Fig. 1. Runx2 promoter activity controls Runx2 mRNA accumulation prior to mitosis in MC3T3 osteoblasts.

Runx2 protein and mRNA levels as well as Runx2 gene promoter activity were assessed during progression through the cell cycle in MC3T3-E1 osteoblasts to determine specific transition stages when Runx2 mRNA levels are modulated. Cells were synchronized by incubation for 24 h with mimosine to generate a late G₁ phase block. (A) Cells were then released from late G₁ phase arrest and stimulated to progress through the cell cycle by the addition of fresh culture medium without mimosine and harvested after 0, 6, 12, 18, 24, 30 and 36 h.

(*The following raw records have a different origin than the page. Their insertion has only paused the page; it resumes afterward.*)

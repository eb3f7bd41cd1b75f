//! Integration tests for the glossa CLI
//!
//! Commands are driven through the library functions against files in a
//! temporary directory.

use std::fs;
use std::io::Read;
use std::path::{Path, PathBuf};

use glossa_cli::{parse_command, render_command, translate_command, RenderFormat, TranslateOptions};
use glossa_core::{document_from_json, Settings};
use tempfile::TempDir;

const PAGE: &str = r#"<!DOCTYPE html>
<html>
<head><meta charset="utf-8"><title>Verbs</title></head>
<body>
  <h3 id="sect180">Conjugation</h3>
  <p id="sect180a"><strong>180.</strong> The verb <span class="foreign">amo</span> <span class="gloss">I love</span></p>
</body>
</html>"#;

fn setup() -> (TempDir, PathBuf) {
    let dir = TempDir::new().unwrap();
    let input = dir.path().join("verbs.html");
    fs::write(&input, PAGE).unwrap();
    (dir, input)
}

fn mapping_options(path: &Path) -> TranslateOptions {
    TranslateOptions {
        provider: Some("mapping".to_string()),
        mapping: Some(path.to_path_buf()),
        ..Default::default()
    }
}

#[test]
fn test_parse_writes_document_tree() {
    let (dir, input) = setup();
    let output = dir.path().join("verbs.json");

    parse_command(&input, Some(&output), true, &Settings::default()).unwrap();

    let doc = document_from_json(&fs::read_to_string(&output).unwrap()).unwrap();
    assert_eq!(doc.title, "Verbs");
    assert_eq!(doc.original_filename.as_deref(), Some("verbs.html"));
    assert_eq!(doc.nodes.len(), 2);
    assert!(doc.section("sect180a").is_some());
}

#[test]
fn test_render_from_json_matches_markup() {
    let (dir, input) = setup();
    let json = dir.path().join("verbs.json");
    let from_markup = dir.path().join("a.html");
    let from_json = dir.path().join("b.html");
    let settings = Settings::default();

    parse_command(&input, Some(&json), false, &settings).unwrap();
    render_command(&input, Some(&from_markup), None, &settings).unwrap();
    render_command(&json, Some(&from_json), None, &settings).unwrap();

    let a = fs::read_to_string(&from_markup).unwrap();
    let b = fs::read_to_string(&from_json).unwrap();
    assert_eq!(a, b);
    assert!(a.starts_with("<!DOCTYPE html>"));
    assert!(a.contains(r#"<span class="foreign">amo</span>"#));
}

#[test]
fn test_render_docx_by_extension() {
    let (dir, input) = setup();
    let output = dir.path().join("verbs.docx");

    render_command(&input, Some(&output), None, &Settings::default()).unwrap();

    let file = fs::File::open(&output).unwrap();
    let mut zip = zip::ZipArchive::new(file).unwrap();
    let mut document = String::new();
    zip.by_name("word/document.xml")
        .unwrap()
        .read_to_string(&mut document)
        .unwrap();
    assert!(document.contains("Conjugation"));
    assert!(document.contains("amo"));
    assert!(zip.by_name("word/styles.xml").is_ok());
}

#[test]
fn test_render_docx_needs_output_file() {
    let (_dir, input) = setup();
    let err = render_command(&input, None, Some(RenderFormat::Docx), &Settings::default())
        .unwrap_err();
    assert!(err.to_string().contains("--output"));
}

#[test]
fn test_translate_with_mapping_file() {
    let (dir, input) = setup();
    let mapping = dir.path().join("verbs.translations.json");
    fs::write(
        &mapping,
        r#"{"seg_0": "Conjugação", "seg_2": "O verbo", "seg_3": "eu amo"}"#,
    )
    .unwrap();
    let output = dir.path().join("verbs.pt.html");

    translate_command(
        &input,
        Some(&output),
        None,
        mapping_options(&mapping),
        Settings::default(),
    )
    .unwrap();

    let html = fs::read_to_string(&output).unwrap();
    assert!(html.contains("Conjugação"));
    assert!(html.contains("O verbo"));
    assert!(html.contains(r#"<span class="gloss">eu amo</span>"#));
    assert!(html.contains(r#"<span class="foreign">amo</span>"#));
    assert!(!html.contains("I love"));
}

#[test]
fn test_translate_to_json_keeps_structure() {
    let (dir, input) = setup();
    let mapping = dir.path().join("t.json");
    fs::write(&mapping, r#"{"translations": [{"id": "seg_0", "translated": "Conjugação"}]}"#)
        .unwrap();
    let output = dir.path().join("out.json");

    translate_command(
        &input,
        Some(&output),
        None,
        mapping_options(&mapping),
        Settings::default(),
    )
    .unwrap();

    let doc = document_from_json(&fs::read_to_string(&output).unwrap()).unwrap();
    assert_eq!(doc.nodes[0].text_segments[0].text, "Conjugação");
    assert_eq!(doc.nodes[1].section_number.as_deref(), Some("180"));
}

#[test]
fn test_translate_rejects_unknown_provider() {
    let (dir, input) = setup();
    let output = dir.path().join("out.html");
    let options = TranslateOptions {
        provider: Some("telepathy".to_string()),
        ..Default::default()
    };

    let err = translate_command(&input, Some(&output), None, options, Settings::default())
        .unwrap_err();
    assert!(format!("{:#}", err).contains("telepathy"));
    assert!(!output.exists());
}

#[test]
fn test_missing_input_reported() {
    let dir = TempDir::new().unwrap();
    let missing = dir.path().join("nope.html");
    let err = render_command(&missing, None, None, &Settings::default()).unwrap_err();
    assert!(err.to_string().contains("Input file not found"));
}
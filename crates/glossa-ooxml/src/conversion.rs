//! Conversion from the glossa document tree to the rich document model
//!
//! Read-only over the tree. Each node kind maps to styled paragraphs or a
//! table; lists, tables, blockquotes and headings consume their whole
//! subtree as flattened text, while other containers recurse.

use std::cell::Cell;

use glossa_ast::{needs_separator, DocumentNode, NodeKind, ParsedDocument, TextSegment, TextType};
use tracing::debug;

use crate::document::{Block, NumberingRef, Paragraph, RichDocument, Run, Table, TableCell, TableRow};
use crate::styles::{ElementType, StyleMap, NUM_BULLET, NUM_DECIMAL};

/// Left and right indent for quotations, in twips (half an inch)
pub const QUOTE_INDENT: u32 = 720;

/// Context for conversion, holding the style mapping
pub struct ConversionContext<'a> {
    /// Style IDs for each element role
    pub styles: &'a StyleMap,
    /// Numbering instance for the next ordered list
    next_ordered: Cell<u32>,
}

impl<'a> ConversionContext<'a> {
    /// Create a context with a style mapping
    pub fn new(styles: &'a StyleMap) -> Self {
        Self {
            styles,
            next_ordered: Cell::new(NUM_DECIMAL),
        }
    }

    /// Each ordered list gets its own numbering instance so it starts at 1
    fn ordered_num_id(&self) -> u32 {
        let id = self.next_ordered.get();
        self.next_ordered.set(id + 1);
        id
    }

    fn paragraph(&self, element: ElementType) -> Paragraph {
        Paragraph::styled(self.styles.get(element))
    }
}

/// Trait for converting glossa tree types to rich document types
pub trait ToRich {
    /// The rich type this converts to
    type Output;

    /// Convert to rich representation
    fn to_rich(&self, ctx: &ConversionContext) -> Self::Output;
}

impl ToRich for TextSegment {
    type Output = Run;

    fn to_rich(&self, _ctx: &ConversionContext) -> Self::Output {
        Run {
            text: self.text.clone(),
            bold: self.formatting.bold,
            // Latin is always set in italics
            italic: self.formatting.italic || self.text_type == TextType::Latin,
        }
    }
}

impl ToRich for DocumentNode {
    type Output = Vec<Block>;

    fn to_rich(&self, ctx: &ConversionContext) -> Self::Output {
        let mut blocks = Vec::new();
        convert_node(self, ctx, &mut blocks);
        blocks
    }
}

impl ToRich for ParsedDocument {
    type Output = RichDocument;

    fn to_rich(&self, ctx: &ConversionContext) -> Self::Output {
        let mut blocks = front_matter(self, ctx);
        for node in &self.nodes {
            convert_node(node, ctx, &mut blocks);
        }
        debug!(
            title = %self.title,
            nodes = self.nodes.len(),
            blocks = blocks.len(),
            "Converted document to rich form"
        );
        RichDocument { blocks }
    }
}

/// Title paragraph and source line
fn front_matter(doc: &ParsedDocument, ctx: &ConversionContext) -> Vec<Block> {
    let mut title = ctx.paragraph(ElementType::Title).with_run(Run::new(doc.title.clone()));
    title.centered = true;

    let mut source = ctx.paragraph(ElementType::Source).with_run(Run::italic(format!(
        "Original file: {}",
        doc.original_filename.as_deref().unwrap_or("unknown")
    )));
    source.centered = true;

    vec![Block::Paragraph(title), Block::Paragraph(source)]
}

fn convert_node(node: &DocumentNode, ctx: &ConversionContext, out: &mut Vec<Block>) {
    if let Some(level) = node.kind.heading_level() {
        let text = node.plain_text();
        if !text.is_empty() {
            out.push(Block::Paragraph(
                Paragraph::styled(ctx.styles.heading(level)).with_run(Run::new(text)),
            ));
        }
        return;
    }

    match node.kind {
        NodeKind::Paragraph => {
            if let Some(para) = segment_paragraph(node, ctx, true) {
                out.push(Block::Paragraph(para));
            }
            for child in &node.children {
                convert_node(child, ctx, out);
            }
        }
        NodeKind::OrderedList | NodeKind::UnorderedList => {
            convert_list(node, ctx, out);
        }
        NodeKind::Table => {
            if let Some(table) = convert_table(node, ctx) {
                out.push(Block::Table(table));
            }
        }
        NodeKind::Blockquote => {
            let text = node.plain_text();
            if !text.is_empty() {
                let mut para = ctx.paragraph(ElementType::Quote).with_run(Run::italic(text));
                para.indent = Some(QUOTE_INDENT);
                out.push(Block::Paragraph(para));
            }
        }
        _ => {
            if let Some(para) = segment_paragraph(node, ctx, false) {
                out.push(Block::Paragraph(para));
            }
            for child in &node.children {
                convert_node(child, ctx, out);
            }
        }
    }
}

/// Paragraph from a node's own runs, with its section label in bold
fn segment_paragraph(
    node: &DocumentNode,
    ctx: &ConversionContext,
    with_label: bool,
) -> Option<Paragraph> {
    let mut segments = node.text_segments.as_slice();
    let label = node.section_number.as_deref().filter(|_| with_label);

    if segments.is_empty() && label.is_none() {
        return None;
    }

    let mut para = ctx.paragraph(ElementType::Paragraph);
    let mut prev: Option<&str> = None;

    if let Some(label) = label {
        para.runs.push(Run::bold(format!("{}. ", label)));
        prev = Some(" ");
        // The marker run itself is already covered by the label
        if segments
            .first()
            .is_some_and(|s| s.text.trim().trim_end_matches('.') == label)
        {
            segments = &segments[1..];
        }
    }

    for segment in segments {
        let mut run = segment.to_rich(ctx);
        if prev.is_some_and(|p| needs_separator(p, &segment.text)) {
            run.text.insert(0, ' ');
        }
        prev = Some(segment.text.as_str());
        para.runs.push(run);
    }

    Some(para)
}

fn convert_list(node: &DocumentNode, ctx: &ConversionContext, out: &mut Vec<Block>) {
    let ordered = node.kind == NodeKind::OrderedList;
    let numbering = NumberingRef {
        num_id: if ordered {
            ctx.ordered_num_id()
        } else {
            NUM_BULLET
        },
        ilvl: 0,
    };

    for item in node.children.iter().filter(|c| c.kind == NodeKind::ListItem) {
        let text = item.plain_text();
        if text.is_empty() {
            continue;
        }
        let mut para = Paragraph::styled(ctx.styles.list(ordered)).with_run(Run::new(text));
        para.numbering = Some(numbering);
        out.push(Block::Paragraph(para));
    }
}

fn convert_table(node: &DocumentNode, ctx: &ConversionContext) -> Option<Table> {
    let rows: Vec<&DocumentNode> = node
        .children
        .iter()
        .filter(|c| c.kind == NodeKind::TableRow)
        .collect();

    let columns = row_cells(rows.first()?).len();
    if columns == 0 {
        debug!("Skipping table with an empty first row");
        return None;
    }

    let rows = rows
        .iter()
        .map(|row| {
            let cells = row_cells(row);
            let is_header = cells.iter().all(|c| c.kind == NodeKind::TableHeader);
            let mut converted: Vec<TableCell> = cells
                .iter()
                .take(columns)
                .map(|cell| {
                    let text = cell.plain_text();
                    let mut para = Paragraph::default();
                    if !text.is_empty() {
                        para.runs.push(if cell.kind == NodeKind::TableHeader {
                            Run::bold(text)
                        } else {
                            Run::new(text)
                        });
                    }
                    TableCell {
                        paragraphs: vec![para],
                    }
                })
                .collect();
            // Short rows are padded to the grid
            converted.resize_with(columns, || TableCell {
                paragraphs: vec![Paragraph::default()],
            });
            TableRow {
                cells: converted,
                is_header: is_header && !cells.is_empty(),
            }
        })
        .collect();

    Some(Table {
        style_id: Some(ctx.styles.get(ElementType::Table).to_string()),
        columns,
        rows,
    })
}

fn row_cells(row: &DocumentNode) -> Vec<&DocumentNode> {
    row.children.iter().filter(|c| c.kind.is_cell()).collect()
}

/// Convert a document with the default style mapping
pub fn convert_document(doc: &ParsedDocument) -> RichDocument {
    convert_document_with_styles(doc, &StyleMap::default())
}

/// Convert a document with a custom style mapping
pub fn convert_document_with_styles(doc: &ParsedDocument, styles: &StyleMap) -> RichDocument {
    let ctx = ConversionContext::new(styles);
    doc.to_rich(&ctx)
}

Progression through successive cell cycle phases (G₁ late, S, G₂/M and G₁ early) was monitored by flow cytometry. (B) Graphic representation of cell cycle stage data presented in panel A. (C) Expression of cell cycle markers was evaluated by western blot analysis (cyclins D, A and Cdk4) and RT-PCR (cyclins D, E, A and B). (D) Cell cycle-dependent modulations in Runx2 protein and mRNA levels were assessed by western blot and RT-PCR. (E) Graphic representation of cell cycle-related changes in Runx2 protein (between: 0 h & 12 h, P = 0.017; 0 h & 24 h, P = 0.018) and mRNA levels (between: 0 h & 6 h, P = 0.049; 18 h & 24 h, P = 0.001; 24 h & 36 h, P = 0.014). Datapoints represent the averages and standard deviation of multiple experiments. Protein and mRNA values were normalized to actin and GAPDH, respectively. (F) Relative promoter activity of Runx2 promoter/luciferase reporter gene construct (mouse 0.6 kb/LUC) is shown. Luciferase values were normalized to SV40/Ranilla construct activity. Values are means of three single experiments. Cell cycle phases as determined by flow cytometry are indicated at the bottom of the gels and graphs.